1. The beautiful credits sequence where the characters’ ink morphs into the titles. I couldn’t find a good clip of it on YouTube, but this is one of the final images:

2. Charlie Hunnam.  The man is gorgeous and a fantastic, sensitive actor who makes Jax’s frequent fits of conscience very convincing.

I mean, come on....

3. Three-dimensional female characters.
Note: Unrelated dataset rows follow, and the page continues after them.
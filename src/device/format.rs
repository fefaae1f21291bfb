use serde::{Deserialize, Serialize};
use serde_json::Value;

use super::{Extent3d, TextureDataLayout};

/// The sized texture formats the harness knows about.
#[derive(Debug, Clone, Copy, PartialEq, Eq, Hash, Serialize, Deserialize)]
pub enum TextureFormat {
    #[serde(rename = "r8unorm")]
    R8Unorm,
    #[serde(rename = "rg8unorm")]
    Rg8Unorm,
    #[serde(rename = "rgba8unorm")]
    Rgba8Unorm,
    #[serde(rename = "bgra8unorm")]
    Bgra8Unorm,
    #[serde(rename = "r32float")]
    R32Float,
    #[serde(rename = "rg32float")]
    Rg32Float,
    #[serde(rename = "rgba32float")]
    Rgba32Float,
    #[serde(rename = "bc1-rgba-unorm")]
    Bc1RgbaUnorm,
    #[serde(rename = "bc3-rgba-unorm")]
    Bc3RgbaUnorm,
    #[serde(rename = "depth32float")]
    Depth32Float,
}

/// Block layout and copy capabilities of a format.
#[derive(Debug, Clone, Copy, PartialEq, Eq)]
pub struct FormatInfo {
    pub bytes_per_block: u32,
    pub block_width: u32,
    pub block_height: u32,
    pub copy_src: bool,
    pub copy_dst: bool,
}

impl FormatInfo {
    const fn color(bytes_per_block: u32) -> Self {
        Self {
            bytes_per_block,
            block_width: 1,
            block_height: 1,
            copy_src: true,
            copy_dst: true,
        }
    }

    const fn compressed(bytes_per_block: u32) -> Self {
        Self {
            bytes_per_block,
            block_width: 4,
            block_height: 4,
            copy_src: true,
            copy_dst: true,
        }
    }
}

impl TextureFormat {
    pub const ALL: [TextureFormat; 10] = [
        TextureFormat::R8Unorm,
        TextureFormat::Rg8Unorm,
        TextureFormat::Rgba8Unorm,
        TextureFormat::Bgra8Unorm,
        TextureFormat::R32Float,
        TextureFormat::Rg32Float,
        TextureFormat::Rgba32Float,
        TextureFormat::Bc1RgbaUnorm,
        TextureFormat::Bc3RgbaUnorm,
        TextureFormat::Depth32Float,
    ];

    pub fn as_str(&self) -> &'static str {
        match self {
            TextureFormat::R8Unorm => "r8unorm",
            TextureFormat::Rg8Unorm => "rg8unorm",
            TextureFormat::Rgba8Unorm => "rgba8unorm",
            TextureFormat::Bgra8Unorm => "bgra8unorm",
            TextureFormat::R32Float => "r32float",
            TextureFormat::Rg32Float => "rg32float",
            TextureFormat::Rgba32Float => "rgba32float",
            TextureFormat::Bc1RgbaUnorm => "bc1-rgba-unorm",
            TextureFormat::Bc3RgbaUnorm => "bc3-rgba-unorm",
            TextureFormat::Depth32Float => "depth32float",
        }
    }

    pub fn info(&self) -> FormatInfo {
        match self {
            TextureFormat::R8Unorm => FormatInfo::color(1),
            TextureFormat::Rg8Unorm => FormatInfo::color(2),
            TextureFormat::Rgba8Unorm | TextureFormat::Bgra8Unorm | TextureFormat::R32Float => {
                FormatInfo::color(4)
            }
            TextureFormat::Rg32Float => FormatInfo::color(8),
            TextureFormat::Rgba32Float => FormatInfo::color(16),
            TextureFormat::Bc1RgbaUnorm => FormatInfo::compressed(8),
            TextureFormat::Bc3RgbaUnorm => FormatInfo::compressed(16),
            // Depth can be read back but not written by copies.
            TextureFormat::Depth32Float => FormatInfo {
                copy_dst: false,
                ..FormatInfo::color(4)
            },
        }
    }

    /// Bytes of one full row of blocks for a copy `width` texels wide.
    pub fn bytes_in_complete_row(&self, width: u32) -> u64 {
        let info = self.info();
        u64::from(width / info.block_width) * u64::from(info.bytes_per_block)
    }
}

/// Number of bytes a linear-data/texture copy touches, starting at `layout.offset`.
///
/// Assumes the extent is aligned to the format's texel blocks. Saturates at
/// `u64::MAX` instead of wrapping.
pub fn required_bytes_in_copy(
    layout: &TextureDataLayout,
    format: TextureFormat,
    size: Extent3d,
) -> u64 {
    if size.is_empty() {
        return 0;
    }
    let info = format.info();
    let bytes_per_row = u64::from(layout.bytes_per_row);
    let rows_per_image = match layout.rows_per_image {
        0 => size.height,
        rows => rows,
    };
    let bytes_per_image = bytes_per_row.saturating_mul(u64::from(rows_per_image / info.block_height));
    let block_rows = u64::from(size.height / info.block_height);
    let bytes_in_last_slice = bytes_per_row
        .saturating_mul(block_rows.saturating_sub(1))
        .saturating_add(format.bytes_in_complete_row(size.width));
    bytes_per_image
        .saturating_mul(u64::from(size.depth - 1))
        .saturating_add(bytes_in_last_slice)
}

impl std::fmt::Display for TextureFormat {
    fn fmt(&self, f: &mut std::fmt::Formatter<'_>) -> std::fmt::Result {
        f.write_str(self.as_str())
    }
}

impl From<TextureFormat> for Value {
    fn from(format: TextureFormat) -> Self {
        Value::String(format.as_str().to_string())
    }
}

#[cfg(test)]
mod tests {
    use super::*;

    #[test]
    fn names_match_serde_representation() {
        for format in TextureFormat::ALL {
            let json = serde_json::to_value(format).unwrap();
            assert_eq!(json, Value::from(format));
            let back: TextureFormat = serde_json::from_value(json).unwrap();
            assert_eq!(back, format);
        }
    }

    #[test]
    fn required_bytes_cover_last_row_only_partially() {
        let layout = TextureDataLayout {
            offset: 0,
            bytes_per_row: 256,
            rows_per_image: 0,
        };
        // Two full rows of stride plus one tightly packed row.
        let size = Extent3d::new(4, 3, 1);
        assert_eq!(
            required_bytes_in_copy(&layout, TextureFormat::Rgba8Unorm, size),
            256 * 2 + 16
        );
        // A second image adds a full image stride.
        let size = Extent3d::new(4, 3, 2);
        assert_eq!(
            required_bytes_in_copy(&layout, TextureFormat::Rgba8Unorm, size),
            256 * 3 + 256 * 2 + 16
        );
        assert_eq!(
            required_bytes_in_copy(&layout, TextureFormat::Rgba8Unorm, Extent3d::new(0, 3, 1)),
            0
        );
    }

    #[test]
    fn compressed_rows_count_blocks() {
        assert_eq!(TextureFormat::Bc1RgbaUnorm.bytes_in_complete_row(8), 16);
        assert_eq!(TextureFormat::Rgba8Unorm.bytes_in_complete_row(3), 12);
    }
}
Television has definitely outstripped film in creating ample, meaty roles for women, and this show is no exception.  I was worried that the show’s subject matter would make it male-centric and misogynistic, but boy was I wrong.  Gemma and Tara are two incredibly complex women who develop in new and surprising ways as the show goes on.  Neither of these women takes any shit from their men, and the powerful actresses definitely hold their own in a sea of testosterone.  Even the smaller female characters are well-developed.  The hospital administrator initially seems like a cartoonish nemesis for Tara, but we gradually learn more about her and her motivations and she becomes an intriguing, sympathetic character with her own story to be told.

4. Katey Sagal.  Her Golden Globe win (and the fact that she voices Leela on Futurama) made me want to watch the show in the first place, and it’s totally worth it.  As the matriarch of SAMCRO, Sagal owns the screen every scene she’s in.  Whether she’s worrying about her encroaching menopause or swaggering around barking orders at the men in leather, she is one of the emotional centers of the show and a force to be reckoned with onscreen.  Also, you’ve got to love a show that admits that a woman in her fifties can still be sexy.  In so much film and television, an older woman is considered asexual and has no capacity for desire at all – the portrayal of Gemma completely flouts that, making this show far more feminist than it would seem.

5. There’s a character named Half-Sack because one of his testicles was blown off in Iraq.  How can you not love that?

Did I mention he's also awkward and adorable?

6. Hey!  It’s Gerry Bertier from Remember the Titans!!

Remember the Titans

Sons of Anarchy










7. A varied and honest approach to abortion.  Again, for a show about a biker gang, Sons of Anarchy displays some serious interest in portraying women’s issues honestly.  Both Tara and Lyla consider abortions for different reasons, and not once is it treated as an abomination or a crime.  I’m not going to spoil things by going into detail about their two cases, but suffice it to say that the show treats them both with subtlety and sensitivity.  In a era where even discussing abortion on television is a big deal (see: Friday Night Lights), this show’s decision to take the time to examine this choice in detail is significant.

8. Dudes in leather.  Why watch a show about a biker gang if you don’t like to watch people ride around in leather on Harleys?  The id strikes again.

SAMCRO rides

9. Jax and Tara.  This couple is simply lovely.  Their slow build over the course of the first season and subsequent dips and roadblocks never feel anything but real.  When Jax has his periodic fits of guilt and tries to push her away, Tara always fights back, and he in turn is never afraid to call her on her bullshit.  At this point in the show, they have a lovely little family, and I hope their relationship continues to develop in interesting ways.

Well, those are only a few of the reasons I love Sons of Anarchy!  I hope this gets new people to watch (seasons 1 and 2 are on Netflix).

Update: Douglas McGrath’s Nicholas Nickleby (2002), starring Charlie Hunnam, is now on Netflix Instant.  Definitely check it out if you haven’t seen it! It’s the first thing I ever saw him in, and he’s excellent.